Data items:
• • • • •

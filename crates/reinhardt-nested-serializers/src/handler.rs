//! Related serializer capability
//!
//! A related attribute is handled either by another nested-capable
//! serializer, which resolves nested values itself and is addressed by the
//! attribute's identity fields, or by a plain serializer, which is addressed
//! by the target's primary key. The choice is made when the serializer is
//! defined, never by inspecting values at runtime.

use crate::context::SerializerContext;
use crate::serializer::NestedSerializer;
use async_trait::async_trait;
use reinhardt_nested_core::{AttributePolicy, Instance, ModelInfo, SerializerResult, ShapeRule};
use serde_json::{Map, Value};
use std::sync::Arc;

/// Validated attribute values ready for persistence
pub type ValidatedData = Map<String, Value>;

/// A serializer bound to one model
#[async_trait]
pub trait ModelSerializer: Send + Sync {
	/// Name used in errors and logs
	fn name(&self) -> &str;

	/// Metadata of the model this serializer writes
	fn model(&self) -> &ModelInfo;

	/// Validate a payload, optionally bound to an existing row
	///
	/// When bound, required fields the row already holds count as supplied.
	async fn validate(
		&self,
		ctx: &SerializerContext,
		instance: Option<&Instance>,
		data: &Value,
	) -> SerializerResult<ValidatedData>;

	/// Persist a new row from validated data
	async fn create(
		&self,
		ctx: &SerializerContext,
		validated: ValidatedData,
	) -> SerializerResult<Instance>;

	/// Apply validated data to an existing row and persist it
	async fn update(
		&self,
		ctx: &SerializerContext,
		instance: Instance,
		validated: ValidatedData,
	) -> SerializerResult<Instance>;

	/// Build the outbound mapping for a row
	async fn to_representation(
		&self,
		ctx: &SerializerContext,
		instance: &Instance,
	) -> SerializerResult<Map<String, Value>>;
}

/// The serializer that handles a related attribute
#[derive(Clone)]
pub enum RelatedHandler {
	/// Supports nested resolution; looked up by identity fields
	Nested(Arc<NestedSerializer>),
	/// Plain model serializer; looked up by primary key
	Plain(Arc<dyn ModelSerializer>),
}

impl RelatedHandler {
	pub fn nested(serializer: NestedSerializer) -> Self {
		RelatedHandler::Nested(Arc::new(serializer))
	}

	pub fn plain<S: ModelSerializer + 'static>(serializer: S) -> Self {
		RelatedHandler::Plain(Arc::new(serializer))
	}

	pub fn serializer(&self) -> &dyn ModelSerializer {
		match self {
			RelatedHandler::Nested(s) => s.as_ref(),
			RelatedHandler::Plain(s) => s.as_ref(),
		}
	}

	pub fn is_nested_capable(&self) -> bool {
		matches!(self, RelatedHandler::Nested(_))
	}

	pub fn name(&self) -> &str {
		self.serializer().name()
	}

	pub fn model(&self) -> &ModelInfo {
		self.serializer().model()
	}

	/// Shape rule for values of an attribute handled by this serializer
	pub fn shape_rule(&self, policy: &AttributePolicy) -> ShapeRule {
		match self {
			RelatedHandler::Nested(_) => ShapeRule::nested(policy.primary_identity()),
			RelatedHandler::Plain(s) => ShapeRule::plain(s.model().pk_name()),
		}
	}

	/// Fields an existing related row is looked up by, primary one first
	pub fn lookup_fields<'a>(&'a self, policy: &'a AttributePolicy) -> Vec<&'a str> {
		match self {
			RelatedHandler::Nested(_) => policy.identity_fields.iter().map(|f| f.as_str()).collect(),
			RelatedHandler::Plain(s) => vec![s.model().pk_name()],
		}
	}
}

impl std::fmt::Debug for RelatedHandler {
	fn fmt(&self, f: &mut std::fmt::Formatter<'_>) -> std::fmt::Result {
		match self {
			RelatedHandler::Nested(s) => f.debug_tuple("Nested").field(&s.name()).finish(),
			RelatedHandler::Plain(s) => f.debug_tuple("Plain").field(&s.name()).finish(),
		}
	}
}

• • • • •

▸ **Work order**: Every entry must be given again exactly as it reads.

▸ **Solution for this exercise**:
filename crates/reinhardt-nested-serializers/src/handler.rs
//! Related serializer capability
//!
//! A related attribute is handled either by another nested-capable
//! serializer, which resolves nested values itself and is addressed by the
//! attribute's identity fields, or by a plain serializer, which is addressed
//! by the target's primary key. The choice is made when the serializer is
//! defined, never by inspecting values at runtime.

use crate::context::SerializerContext;
use crate::serializer::NestedSerializer;
use async_trait::async_trait;
use reinhardt_nested_core::{AttributePolicy, Instance, ModelInfo, SerializerResult, ShapeRule};
use serde_json::{Map, Value};
use std::sync::Arc;

/// Validated attribute values ready for persistence
pub type ValidatedData = Map<String, Value>;

/// A serializer bound to one model
#[async_trait]
pub trait ModelSerializer: Send + Sync {
	/// Name used in errors and logs
	fn name(&self) -> &str;

	/// Metadata of the model this serializer writes
	fn model(&self) -> &ModelInfo;

	/// Validate a payload, optionally bound to an existing row
	///
	/// When bound, required fields the row already holds count as supplied.
	async fn validate(
		&self,
		ctx: &SerializerContext,
		instance: Option<&Instance>,
		data: &Value,
	) -> SerializerResult<ValidatedData>;

	/// Persist a new row from validated data
	async fn create(
		&self,
		ctx: &SerializerContext,
		validated: ValidatedData,
	) -> SerializerResult<Instance>;

	/// Apply validated data to an existing row and persist it
	async fn update(
		&self,
		ctx: &SerializerContext,
		instance: Instance,
		validated: ValidatedData,
	) -> SerializerResult<Instance>;

	/// Build the outbound mapping for a row
	async fn to_representation(
		&self,
		ctx: &SerializerContext,
		instance: &Instance,
	) -> SerializerResult<Map<String, Value>>;
}

/// The serializer that handles a related attribute
#[derive(Clone)]
pub enum RelatedHandler {
	/// Supports nested resolution; looked up by identity fields
	Nested(Arc<NestedSerializer>),
	/// Plain model serializer; looked up by primary key
	Plain(Arc<dyn ModelSerializer>),
}

impl RelatedHandler {
	pub fn nested(serializer: NestedSerializer) -> Self {
		RelatedHandler::Nested(Arc::new(serializer))
	}

	pub fn plain<S: ModelSerializer + 'static>(serializer: S) -> Self {
		RelatedHandler::Plain(Arc::new(serializer))
	}

	pub fn serializer(&self) -> &dyn ModelSerializer {
		match self {
			RelatedHandler::Nested(s) => s.as_ref(),
			RelatedHandler::Plain(s) => s.as_ref(),
		}
	}

	pub fn is_nested_capable(&self) -> bool {
		matches!(self, RelatedHandler::Nested(_))
	}

	pub fn name(&self) -> &str {
		self.serializer().name()
	}

	pub fn model(&self) -> &ModelInfo {
		self.serializer().model()
	}

	/// Shape rule for values of an attribute handled by this serializer
	pub fn shape_rule(&self, policy: &AttributePolicy) -> ShapeRule {
		match self {
			RelatedHandler::Nested(_) => ShapeRule::nested(policy.primary_identity()),
			RelatedHandler::Plain(s) => ShapeRule::plain(s.model().pk_name()),
		}
	}

	/// Fields an existing related row is looked up by, primary one first
	pub fn lookup_fields<'a>(&'a self, policy: &'a AttributePolicy) -> Vec<&'a str> {
		match self {
			RelatedHandler::Nested(_) => policy.identity_fields.iter().map(|f| f.as_str()).collect(),
			RelatedHandler::Plain(s) => vec![s.model().pk_name()],
		}
	}
}

impl std::fmt::Debug for RelatedHandler {
	fn fmt(&self, f: &mut std::fmt::Formatter<'_>) -> std::fmt::Result {
		match self {
			RelatedHandler::Nested(s) => f.debug_tuple("Nested").field(&s.name()).finish(),
			RelatedHandler::Plain(s) => f.debug_tuple("Plain").field(&s.name()).finish(),
		}
	}
}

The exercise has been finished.